=== Recorded information ===
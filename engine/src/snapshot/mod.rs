//! Event snapshot: the persisted form of a roster and its round history.
//!
//! Members are stored once with stable ids; every round refers to them by
//! id and name. Group rounds keep the resolved groups rather than tagged
//! roster text, so a snapshot reads the same whoever renders it.
//!
//! ```text
//! {
//!   "data_version": 2,
//!   "members_data": { "members": [{ "id": 1, "name": "Alice" }] },
//!   "group_rounds": [{ "round": 1, "assignments": [...], "settings": {...} }],
//!   "order_rounds": [{ "round": 1, "order": [{ "member_id": 1, "name": "Alice" }] }],
//!   "role_rounds":  [{ "round": 1, "assignments": [{ "name": "Alice", "role": "Lead" }] }],
//!   "co_occurrence_cache": { "Alice": { "Bob": 1 } },
//!   "cursors": { "groups": 0, "order": 0, "roles": 0 }
//! }
//! ```

pub mod wire;

use std::collections::{BTreeMap, HashMap};

use chrono::Utc;
use serde::{Deserialize, Serialize};
use tracing::{debug, error, info};

use crate::codec::{self, MemberEntry, RoundTag};
use crate::cooccurrence::overlap;
use crate::error::{ShuffleError, ShuffleResult};
use crate::history::{
    Category, GroupRound, OrderRound, RoleRound, RoundEntry, RoundHistory, RoundLog,
};
use crate::roles::RoleAssignment;

pub use wire::{
    GroupRoundRecord, GroupSlot, MemberRef, MembersData, OrderRoundRecord, RoleRoundRecord,
    RoleSlot, RoundCursors, SnapshotMember,
};

/// Persisted event state
#[derive(Debug, Clone, PartialEq, Eq, Serialize, Deserialize)]
pub struct EventSnapshot {
    #[serde(default = "legacy_version")]
    pub data_version: u32,
    #[serde(default)]
    pub members_data: MembersData,
    #[serde(default)]
    pub group_rounds: Vec<GroupRoundRecord>,
    #[serde(default)]
    pub order_rounds: Vec<OrderRoundRecord>,
    #[serde(default)]
    pub role_rounds: Vec<RoleRoundRecord>,
    #[serde(default, deserialize_with = "wire::skip_cache")]
    pub co_occurrence_cache: BTreeMap<String, BTreeMap<String, u32>>,
    #[serde(default)]
    pub cursors: RoundCursors,
}

fn legacy_version() -> u32 {
    1
}

impl Default for EventSnapshot {
    fn default() -> Self {
        Self {
            data_version: Self::CURRENT_VERSION,
            members_data: MembersData::default(),
            group_rounds: Vec::new(),
            order_rounds: Vec::new(),
            role_rounds: Vec::new(),
            co_occurrence_cache: BTreeMap::new(),
            cursors: RoundCursors::default(),
        }
    }
}

impl EventSnapshot {
    /// Current schema version
    pub const CURRENT_VERSION: u32 = 2;

    /// Capture `roster` and every round of `history`
    pub fn capture(roster: &[MemberEntry], history: &RoundHistory) -> Self {
        let members: Vec<SnapshotMember> = roster
            .iter()
            .enumerate()
            .map(|(i, e)| SnapshotMember {
                id: i as u32 + 1,
                name: e.name.clone(),
            })
            .collect();
        let directory = Directory::new(&members);

        let group_rounds = history
            .groups()
            .entries()
            .iter()
            .map(|entry| GroupRoundRecord {
                round: entry.payload.tag_round(),
                timestamp: Some(entry.timestamp),
                assignments: group_slots(&entry.payload, &directory),
                groups: None,
                settings: entry.payload.settings.clone(),
            })
            .collect();

        let order_rounds = history
            .order()
            .entries()
            .iter()
            .map(|entry| {
                let mut ids = directory.round();
                OrderRoundRecord {
                    round: entry.round,
                    timestamp: Some(entry.timestamp),
                    order: entry
                        .payload
                        .order
                        .iter()
                        .map(|name| MemberRef {
                            member_id: ids.next_id(name),
                            name: name.clone(),
                        })
                        .collect(),
                    result: Vec::new(),
                }
            })
            .collect();

        let role_rounds = history
            .roles()
            .entries()
            .iter()
            .map(|entry| {
                let mut ids = directory.round();
                RoleRoundRecord {
                    round: entry.round,
                    timestamp: Some(entry.timestamp),
                    assignments: entry
                        .payload
                        .assignments
                        .iter()
                        .map(|a| RoleSlot {
                            member_id: ids.next_id(&a.name),
                            name: a.name.clone(),
                            role: a.role.clone(),
                        })
                        .collect(),
                    roles: BTreeMap::new(),
                }
            })
            .collect();

        let co_occurrence_cache = overlap(roster, false)
            .to_map()
            .into_iter()
            .map(|(name, row)| (name, row.into_iter().collect()))
            .collect();

        Self {
            data_version: Self::CURRENT_VERSION,
            members_data: MembersData { members },
            group_rounds,
            order_rounds,
            role_rounds,
            co_occurrence_cache,
            cursors: RoundCursors {
                groups: history.cursor(Category::Groups),
                order: history.cursor(Category::Order),
                roles: history.cursor(Category::Roles),
            },
        }
    }

    /// Parse a stored snapshot
    pub fn from_json(json: &str) -> ShuffleResult<Self> {
        let mut snapshot: Self =
            serde_json::from_str(json).map_err(|e| ShuffleError::parse(e.to_string()))?;

        if snapshot.data_version > Self::CURRENT_VERSION {
            return Err(ShuffleError::parse(format!(
                "unsupported data_version {} (newest known is {})",
                snapshot.data_version,
                Self::CURRENT_VERSION
            )));
        }

        snapshot.members_data.normalize();
        Ok(snapshot)
    }

    /// Parse a stored snapshot, falling back to an empty one when it is
    /// unreadable
    pub fn from_json_or_default(json: &str) -> Self {
        match Self::from_json(json) {
            Ok(snapshot) => snapshot,
            Err(e) => {
                error!(error = %e, "Failed to load snapshot, starting empty");
                Self::default()
            }
        }
    }

    pub fn to_json(&self) -> ShuffleResult<String> {
        serde_json::to_string_pretty(self).map_err(|e| ShuffleError::parse(e.to_string()))
    }

    /// Rebuild the tagged roster and round history.
    ///
    /// Group rounds are replayed in stored order. Round `r` drops any tags
    /// numbered `r` or later and adds one tag to every member it places,
    /// so each rebuilt roster carries exactly the tags of rounds 1..=r it
    /// was shuffled from. Round references resolve by member id first,
    /// then by name.
    ///
    /// Each cursor goes back to its stored position, or to the newest round
    /// when none was stored or it is out of range. The returned roster is
    /// the one of the group round under the cursor.
    pub fn restore(&self) -> (Vec<MemberEntry>, RoundHistory) {
        let now = Utc::now();
        let mut members = self.members_data.members.clone();
        if members.is_empty() {
            members = self.names_from_rounds();
        }
        let mut roster: Vec<MemberEntry> =
            members.iter().map(|m| MemberEntry::new(&m.name)).collect();

        let mut group_entries = Vec::with_capacity(self.group_rounds.len());
        let mut last_round = 0u32;
        for stored in &self.group_rounds {
            let round = if stored.round > 0 {
                stored.round
            } else {
                last_round + 1
            };
            last_round = round;
            // a round replayed after navigating back branches from its base
            for entry in &mut roster {
                entry.history.retain(|t| t.round < round);
            }

            let mut placed = vec![false; members.len()];
            for slot in stored.slots() {
                for member in &slot.members {
                    match resolve(&members, &placed, member) {
                        Some(idx) => {
                            placed[idx] = true;
                            roster[idx].history.push(RoundTag::new(round, slot.group_id));
                        }
                        None => {
                            debug!(name = %member.name, round, "Unknown member in stored round")
                        }
                    }
                }
            }

            group_entries.push(RoundEntry {
                round: group_entries.len() as u32 + 1,
                timestamp: stored.timestamp.unwrap_or(now),
                payload: GroupRound::new(codec::encode(&roster), stored.settings.clone()),
            });
        }

        let order_entries = self
            .order_rounds
            .iter()
            .enumerate()
            .map(|(i, stored)| RoundEntry {
                round: if stored.round > 0 { stored.round } else { i as u32 + 1 },
                timestamp: stored.timestamp.unwrap_or(now),
                payload: OrderRound {
                    order: stored
                        .refs()
                        .iter()
                        .map(|r| display_name(&members, r.member_id, &r.name))
                        .collect(),
                },
            })
            .collect();

        let role_entries = self
            .role_rounds
            .iter()
            .enumerate()
            .map(|(i, stored)| RoundEntry {
                round: if stored.round > 0 { stored.round } else { i as u32 + 1 },
                timestamp: stored.timestamp.unwrap_or(now),
                payload: RoleRound {
                    assignments: stored
                        .slots()
                        .into_iter()
                        .map(|s| {
                            let name = display_name(&members, s.member_id, &s.name);
                            RoleAssignment::new(name, s.role)
                        })
                        .collect(),
                },
            })
            .collect();

        let mut history = RoundHistory::from_logs(
            RoundLog::from_entries(group_entries),
            RoundLog::from_entries(order_entries),
            RoundLog::from_entries(role_entries),
        );
        for (category, cursor) in [
            (Category::Groups, self.cursors.groups),
            (Category::Order, self.cursors.order),
            (Category::Roles, self.cursors.roles),
        ] {
            if let Some(index) = cursor {
                if !history.seek(category, index) {
                    debug!(category = %category, index, "Stored cursor out of range");
                }
            }
        }
        if history.can_go_forward(Category::Groups) {
            if let Some(current) = history.current_groups() {
                roster = current.payload.entries();
            }
        }

        info!(
            members = roster.len(),
            group_rounds = self.group_rounds.len(),
            order_rounds = self.order_rounds.len(),
            role_rounds = self.role_rounds.len(),
            "Snapshot restored"
        );

        (roster, history)
    }

    /// Members recovered from the rounds themselves, for snapshots stored
    /// without a member list
    fn names_from_rounds(&self) -> Vec<SnapshotMember> {
        let mut names: Vec<String> = Vec::new();
        if let Some(last) = self.group_rounds.last() {
            for slot in last.slots() {
                names.extend(slot.members.into_iter().map(|m| m.name));
            }
        }
        names
            .into_iter()
            .filter(|n| !n.is_empty())
            .enumerate()
            .map(|(i, name)| SnapshotMember {
                id: i as u32 + 1,
                name,
            })
            .collect()
    }
}

/// Groups of one recorded round, as placed by that round's own tags.
///
/// Members without a tag for the round (added after it was played) are
/// left out so a restore does not invent placements for them.
fn group_slots(round: &GroupRound, directory: &Directory<'_>) -> Vec<GroupSlot> {
    let layout = round.settings.layout();
    let tag_round = round.tag_round();
    let mut slots: Vec<GroupSlot> = layout
        .ids()
        .iter()
        .map(|&id| GroupSlot {
            group_id: id,
            group_name: layout.label(id),
            members: Vec::new(),
        })
        .collect();

    let mut ids = directory.round();
    for entry in round.entries() {
        let member_id = ids.next_id(&entry.name);
        let Some(tag) = entry.history.last().copied().filter(|t| t.round == tag_round) else {
            continue;
        };
        match layout.position(tag.group) {
            Some(pos) => slots[pos].members.push(MemberRef {
                member_id,
                name: entry.name,
            }),
            None => debug!(name = %entry.name, group = %tag.group, "Tag outside layout"),
        }
    }
    slots
}

/// Index of the member `member` refers to, skipping ones already placed
/// in the current round
fn resolve(members: &[SnapshotMember], placed: &[bool], member: &MemberRef) -> Option<usize> {
    let free = |i: &usize| !placed[*i];
    member
        .member_id
        .and_then(|id| (0..members.len()).filter(free).find(|&i| members[i].id == id))
        .or_else(|| {
            (0..members.len())
                .filter(free)
                .find(|&i| members[i].name == member.name)
        })
}

fn display_name(members: &[SnapshotMember], member_id: Option<u32>, name: &str) -> String {
    if !name.is_empty() {
        return name.to_string();
    }
    member_id
        .and_then(|id| members.iter().find(|m| m.id == id))
        .map(|m| m.name.clone())
        .unwrap_or_default()
}

/// Name -> ids lookup for writing round references
struct Directory<'a> {
    ids: HashMap<&'a str, Vec<u32>>,
}

impl<'a> Directory<'a> {
    fn new(members: &'a [SnapshotMember]) -> Self {
        let mut ids: HashMap<&str, Vec<u32>> = HashMap::new();
        for m in members {
            ids.entry(m.name.as_str()).or_default().push(m.id);
        }
        Self { ids }
    }

    /// Fresh cursor for one round: repeated names take successive ids
    fn round(&self) -> RoundIds<'_, 'a> {
        RoundIds {
            directory: self,
            used: HashMap::new(),
        }
    }
}

struct RoundIds<'d, 'a> {
    directory: &'d Directory<'a>,
    used: HashMap<String, usize>,
}

impl RoundIds<'_, '_> {
    fn next_id(&mut self, name: &str) -> Option<u32> {
        let ids = self.directory.ids.get(name)?;
        let seen = self.used.entry(name.to_string()).or_default();
        let id = ids.get(*seen).copied();
        *seen += 1;
        id
    }
}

=== What you need to do ===
Looking at the material above, say how many of its lines include "Some", and give nothing besides the number.

=== Reply ===
9